PROBLEM TO SOLVE:
Whenever a line in this data holds the word "DeserializeOwned", report that line in full.

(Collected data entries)

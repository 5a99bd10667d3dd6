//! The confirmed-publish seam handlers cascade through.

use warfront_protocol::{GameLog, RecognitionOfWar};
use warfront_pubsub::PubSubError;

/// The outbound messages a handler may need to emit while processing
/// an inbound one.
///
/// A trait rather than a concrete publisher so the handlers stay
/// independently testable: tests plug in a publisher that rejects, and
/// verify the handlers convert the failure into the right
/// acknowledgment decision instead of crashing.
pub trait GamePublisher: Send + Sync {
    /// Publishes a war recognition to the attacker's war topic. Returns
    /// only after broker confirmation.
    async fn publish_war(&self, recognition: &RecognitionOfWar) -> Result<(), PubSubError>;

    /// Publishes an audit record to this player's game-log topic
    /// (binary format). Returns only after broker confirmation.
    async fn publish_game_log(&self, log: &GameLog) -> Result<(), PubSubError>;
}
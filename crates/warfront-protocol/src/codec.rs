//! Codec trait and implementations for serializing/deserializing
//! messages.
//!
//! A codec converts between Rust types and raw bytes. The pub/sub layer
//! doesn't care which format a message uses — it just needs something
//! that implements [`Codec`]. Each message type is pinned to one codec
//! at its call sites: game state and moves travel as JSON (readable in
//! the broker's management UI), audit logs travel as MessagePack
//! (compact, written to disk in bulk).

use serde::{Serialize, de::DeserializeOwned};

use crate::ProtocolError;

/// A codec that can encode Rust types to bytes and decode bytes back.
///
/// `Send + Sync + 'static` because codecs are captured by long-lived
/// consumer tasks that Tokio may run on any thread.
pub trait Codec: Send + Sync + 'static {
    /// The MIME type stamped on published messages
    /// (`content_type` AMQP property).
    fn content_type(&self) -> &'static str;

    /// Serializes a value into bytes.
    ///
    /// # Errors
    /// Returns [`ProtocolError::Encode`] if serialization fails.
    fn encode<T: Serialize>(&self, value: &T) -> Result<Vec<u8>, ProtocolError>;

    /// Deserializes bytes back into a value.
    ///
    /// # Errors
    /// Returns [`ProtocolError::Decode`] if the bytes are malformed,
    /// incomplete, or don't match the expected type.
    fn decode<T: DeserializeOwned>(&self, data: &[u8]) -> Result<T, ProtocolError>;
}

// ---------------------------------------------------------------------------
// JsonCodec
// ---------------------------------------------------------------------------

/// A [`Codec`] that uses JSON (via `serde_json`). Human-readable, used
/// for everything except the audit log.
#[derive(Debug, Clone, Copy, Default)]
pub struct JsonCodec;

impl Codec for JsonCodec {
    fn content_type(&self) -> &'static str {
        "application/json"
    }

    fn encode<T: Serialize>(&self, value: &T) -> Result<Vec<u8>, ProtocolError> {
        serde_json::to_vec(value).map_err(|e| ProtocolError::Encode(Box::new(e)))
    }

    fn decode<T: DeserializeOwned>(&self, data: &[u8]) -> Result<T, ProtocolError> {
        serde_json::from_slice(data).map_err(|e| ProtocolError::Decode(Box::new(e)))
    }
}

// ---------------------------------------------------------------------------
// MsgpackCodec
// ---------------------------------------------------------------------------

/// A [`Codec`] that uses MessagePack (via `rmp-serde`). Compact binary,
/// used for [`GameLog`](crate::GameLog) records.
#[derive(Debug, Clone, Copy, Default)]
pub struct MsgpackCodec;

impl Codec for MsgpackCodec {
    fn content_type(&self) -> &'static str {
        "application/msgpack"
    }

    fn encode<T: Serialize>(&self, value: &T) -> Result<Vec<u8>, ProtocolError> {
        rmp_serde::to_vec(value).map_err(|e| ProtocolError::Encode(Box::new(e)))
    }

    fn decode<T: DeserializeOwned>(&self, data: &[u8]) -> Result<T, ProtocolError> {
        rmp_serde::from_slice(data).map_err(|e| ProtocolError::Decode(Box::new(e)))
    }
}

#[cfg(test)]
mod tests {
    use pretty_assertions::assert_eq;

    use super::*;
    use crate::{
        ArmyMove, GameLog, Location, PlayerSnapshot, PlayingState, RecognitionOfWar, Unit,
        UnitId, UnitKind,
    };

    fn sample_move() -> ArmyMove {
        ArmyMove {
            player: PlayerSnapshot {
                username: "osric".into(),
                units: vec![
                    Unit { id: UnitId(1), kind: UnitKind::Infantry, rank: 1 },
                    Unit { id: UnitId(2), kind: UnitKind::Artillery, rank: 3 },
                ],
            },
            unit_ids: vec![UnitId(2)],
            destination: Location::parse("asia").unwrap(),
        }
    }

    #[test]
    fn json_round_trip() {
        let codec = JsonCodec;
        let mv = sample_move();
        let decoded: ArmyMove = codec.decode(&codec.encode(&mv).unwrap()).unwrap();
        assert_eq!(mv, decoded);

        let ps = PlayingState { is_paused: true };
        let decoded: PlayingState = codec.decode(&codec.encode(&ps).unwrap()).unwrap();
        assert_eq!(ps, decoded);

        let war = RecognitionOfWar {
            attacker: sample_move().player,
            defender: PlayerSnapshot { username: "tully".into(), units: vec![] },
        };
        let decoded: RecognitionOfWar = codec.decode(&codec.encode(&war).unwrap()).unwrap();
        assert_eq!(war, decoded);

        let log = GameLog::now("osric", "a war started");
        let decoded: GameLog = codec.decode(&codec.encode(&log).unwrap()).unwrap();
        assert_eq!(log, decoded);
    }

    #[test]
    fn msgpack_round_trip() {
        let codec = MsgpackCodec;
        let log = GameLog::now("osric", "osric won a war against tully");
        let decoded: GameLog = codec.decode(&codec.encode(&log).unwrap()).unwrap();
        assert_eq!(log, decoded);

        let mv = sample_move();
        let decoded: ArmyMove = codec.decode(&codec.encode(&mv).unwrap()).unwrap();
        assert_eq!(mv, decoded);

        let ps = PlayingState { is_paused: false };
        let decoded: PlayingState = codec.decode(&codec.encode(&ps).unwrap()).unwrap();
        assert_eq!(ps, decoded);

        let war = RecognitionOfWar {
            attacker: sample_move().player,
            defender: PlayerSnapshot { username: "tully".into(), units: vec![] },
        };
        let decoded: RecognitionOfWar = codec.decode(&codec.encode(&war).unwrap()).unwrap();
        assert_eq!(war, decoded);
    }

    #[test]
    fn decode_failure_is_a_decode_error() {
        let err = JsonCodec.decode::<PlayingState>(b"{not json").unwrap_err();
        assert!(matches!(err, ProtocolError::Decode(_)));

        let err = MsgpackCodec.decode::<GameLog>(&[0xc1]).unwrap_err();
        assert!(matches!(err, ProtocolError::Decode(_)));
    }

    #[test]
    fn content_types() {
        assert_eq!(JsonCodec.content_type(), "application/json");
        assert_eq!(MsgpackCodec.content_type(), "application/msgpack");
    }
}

==

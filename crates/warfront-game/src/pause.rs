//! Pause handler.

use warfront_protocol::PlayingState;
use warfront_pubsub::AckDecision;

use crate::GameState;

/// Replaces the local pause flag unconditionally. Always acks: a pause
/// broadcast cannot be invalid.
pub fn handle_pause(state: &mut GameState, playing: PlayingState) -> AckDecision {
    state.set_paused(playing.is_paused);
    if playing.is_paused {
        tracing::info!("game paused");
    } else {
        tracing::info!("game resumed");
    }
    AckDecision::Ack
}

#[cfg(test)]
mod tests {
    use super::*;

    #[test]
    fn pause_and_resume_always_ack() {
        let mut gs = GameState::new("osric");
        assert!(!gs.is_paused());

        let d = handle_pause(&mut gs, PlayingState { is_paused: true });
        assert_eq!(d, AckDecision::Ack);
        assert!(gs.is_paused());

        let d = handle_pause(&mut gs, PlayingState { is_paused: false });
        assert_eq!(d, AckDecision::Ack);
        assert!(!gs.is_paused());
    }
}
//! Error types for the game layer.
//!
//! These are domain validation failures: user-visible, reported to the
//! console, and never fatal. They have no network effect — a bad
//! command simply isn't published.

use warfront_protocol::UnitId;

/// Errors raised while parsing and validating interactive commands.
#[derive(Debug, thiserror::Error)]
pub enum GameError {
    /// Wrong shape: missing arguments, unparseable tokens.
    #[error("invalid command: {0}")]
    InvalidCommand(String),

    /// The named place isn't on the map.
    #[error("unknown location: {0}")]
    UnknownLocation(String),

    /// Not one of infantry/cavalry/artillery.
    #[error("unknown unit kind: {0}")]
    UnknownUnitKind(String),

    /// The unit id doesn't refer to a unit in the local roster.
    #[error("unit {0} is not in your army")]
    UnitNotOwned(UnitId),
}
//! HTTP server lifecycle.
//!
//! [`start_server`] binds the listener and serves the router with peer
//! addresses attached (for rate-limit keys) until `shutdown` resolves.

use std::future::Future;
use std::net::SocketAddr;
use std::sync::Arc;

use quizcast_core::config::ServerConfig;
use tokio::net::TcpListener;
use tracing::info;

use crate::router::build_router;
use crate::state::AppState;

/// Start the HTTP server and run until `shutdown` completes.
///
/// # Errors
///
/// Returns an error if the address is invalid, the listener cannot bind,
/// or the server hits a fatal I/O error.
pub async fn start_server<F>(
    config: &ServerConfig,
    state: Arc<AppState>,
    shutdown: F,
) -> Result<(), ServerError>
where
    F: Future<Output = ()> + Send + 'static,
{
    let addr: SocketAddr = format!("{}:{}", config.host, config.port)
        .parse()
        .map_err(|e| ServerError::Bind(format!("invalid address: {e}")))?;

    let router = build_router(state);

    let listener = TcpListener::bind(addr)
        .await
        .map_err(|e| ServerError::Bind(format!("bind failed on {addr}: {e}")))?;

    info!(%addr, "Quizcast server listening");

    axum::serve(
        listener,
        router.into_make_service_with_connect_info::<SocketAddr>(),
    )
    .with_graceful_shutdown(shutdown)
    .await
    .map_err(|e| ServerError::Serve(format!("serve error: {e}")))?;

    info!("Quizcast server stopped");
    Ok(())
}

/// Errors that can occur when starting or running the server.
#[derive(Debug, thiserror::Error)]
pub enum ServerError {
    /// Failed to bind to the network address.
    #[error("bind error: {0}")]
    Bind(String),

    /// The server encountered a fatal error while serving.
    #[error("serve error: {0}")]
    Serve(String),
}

SOLUTION BELOW:
use serde::{Serialize, de::DeserializeOwned};
    fn decode<T: DeserializeOwned>(&self, data: &[u8]) -> Result<T, ProtocolError>;
    fn decode<T: DeserializeOwned>(&self, data: &[u8]) -> Result<T, ProtocolError> {
    fn decode<T: DeserializeOwned>(&self, data: &[u8]) -> Result<T, ProtocolError> {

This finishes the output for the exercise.